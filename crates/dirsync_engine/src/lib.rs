//! # dirsync Engine
//!
//! Change tracking and transfer machinery shared by the dirsync client and
//! server.
//!
//! This crate provides:
//! - [`StatusAnalyzer`], which records what changed under a sync root in an
//!   append-only operation log and compacts it
//! - [`SyncActions`], the comparison of two logs into sends, updates,
//!   deletions and conflicts
//! - Block-wise file transfer over any [`MessageTransport`]
//! - [`SyncClient`] with backup, restore and two-way sync flows
//!
//! ## Operation log
//!
//! Each root keeps `.operation.log` with one line per change:
//!
//! ```text
//! run_start|op_time|file_time|size|CR|MO|DE|relative/path
//! ```
//!
//! The latest entry for a path wins. A two-way sync compares the latest
//! entries of both sides and records what it adopted, so a second pass
//! over unchanged trees does nothing.

#![deny(unsafe_code)]
#![warn(missing_docs)]

mod actions;
mod analyzer;
mod batch;
mod changelog;
mod client;
mod config;
mod error;
mod scan;
mod transfer;
mod transport;

pub use actions::{paths, resolve, ConflictItem, Resolution, SyncActions, SyncItem};
pub use analyzer::StatusAnalyzer;
pub use batch::{
    collect_changes, collect_file_list, receive_changes, receive_file_list_response,
    send_changes, send_file_list, send_file_list_response, split_by_size,
};
pub use changelog::{
    is_state_file, read_marker, reduce_latest, write_marker, ChangeLog, CONFLICTS, LAST_COMPACT,
    LAST_UPDATE, LOCK_FILE, OPERATION_LOG,
};
pub use client::{finish_as_sender, Negotiated, SyncClient, TransferStats};
pub use config::{ClientConfig, RetryConfig, SessionConfig};
pub use error::{SyncError, SyncResult};
pub use scan::{has_line_break, FileLister, WalkDirLister};
pub use transfer::{
    decline_file, delete_file, receive_file, resolve_path, send_file, ReceiveTarget,
    PARTIAL_SUFFIX,
};
pub use transport::{MessageTransport, MockTransport, TcpSession};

▶ **Prompt**
Exact copies of all the entries above should be returned.

▶ **Written response**
filename crates/dirsync_engine/src/lib.rs
//! # dirsync Engine
//!
//! Change tracking and transfer machinery shared by the dirsync client and
//! server.
//!
//! This crate provides:
//! - [`StatusAnalyzer`], which records what changed under a sync root in an
//!   append-only operation log and compacts it
//! - [`SyncActions`], the comparison of two logs into sends, updates,
//!   deletions and conflicts
//! - Block-wise file transfer over any [`MessageTransport`]
//! - [`SyncClient`] with backup, restore and two-way sync flows
//!
//! ## Operation log
//!
//! Each root keeps `.operation.log` with one line per change:
//!
//! ```text
//! run_start|op_time|file_time|size|CR|MO|DE|relative/path
//! ```
//!
//! The latest entry for a path wins. A two-way sync compares the latest
//! entries of both sides and records what it adopted, so a second pass
//! over unchanged trees does nothing.

#![deny(unsafe_code)]
#![warn(missing_docs)]

mod actions;
mod analyzer;
mod batch;
mod changelog;
mod client;
mod config;
mod error;
mod scan;
mod transfer;
mod transport;

pub use actions::{paths, resolve, ConflictItem, Resolution, SyncActions, SyncItem};
pub use analyzer::StatusAnalyzer;
pub use batch::{
    collect_changes, collect_file_list, receive_changes, receive_file_list_response,
    send_changes, send_file_list, send_file_list_response, split_by_size,
};
pub use changelog::{
    is_state_file, read_marker, reduce_latest, write_marker, ChangeLog, CONFLICTS, LAST_COMPACT,
    LAST_UPDATE, LOCK_FILE, OPERATION_LOG,
};
pub use client::{finish_as_sender, Negotiated, SyncClient, TransferStats};
pub use config::{ClientConfig, RetryConfig, SessionConfig};
pub use error::{SyncError, SyncResult};
pub use scan::{has_line_break, FileLister, WalkDirLister};
pub use transfer::{
    decline_file, delete_file, receive_file, resolve_path, send_file, ReceiveTarget,
    PARTIAL_SUFFIX,
};
pub use transport::{MessageTransport, MockTransport, TcpSession};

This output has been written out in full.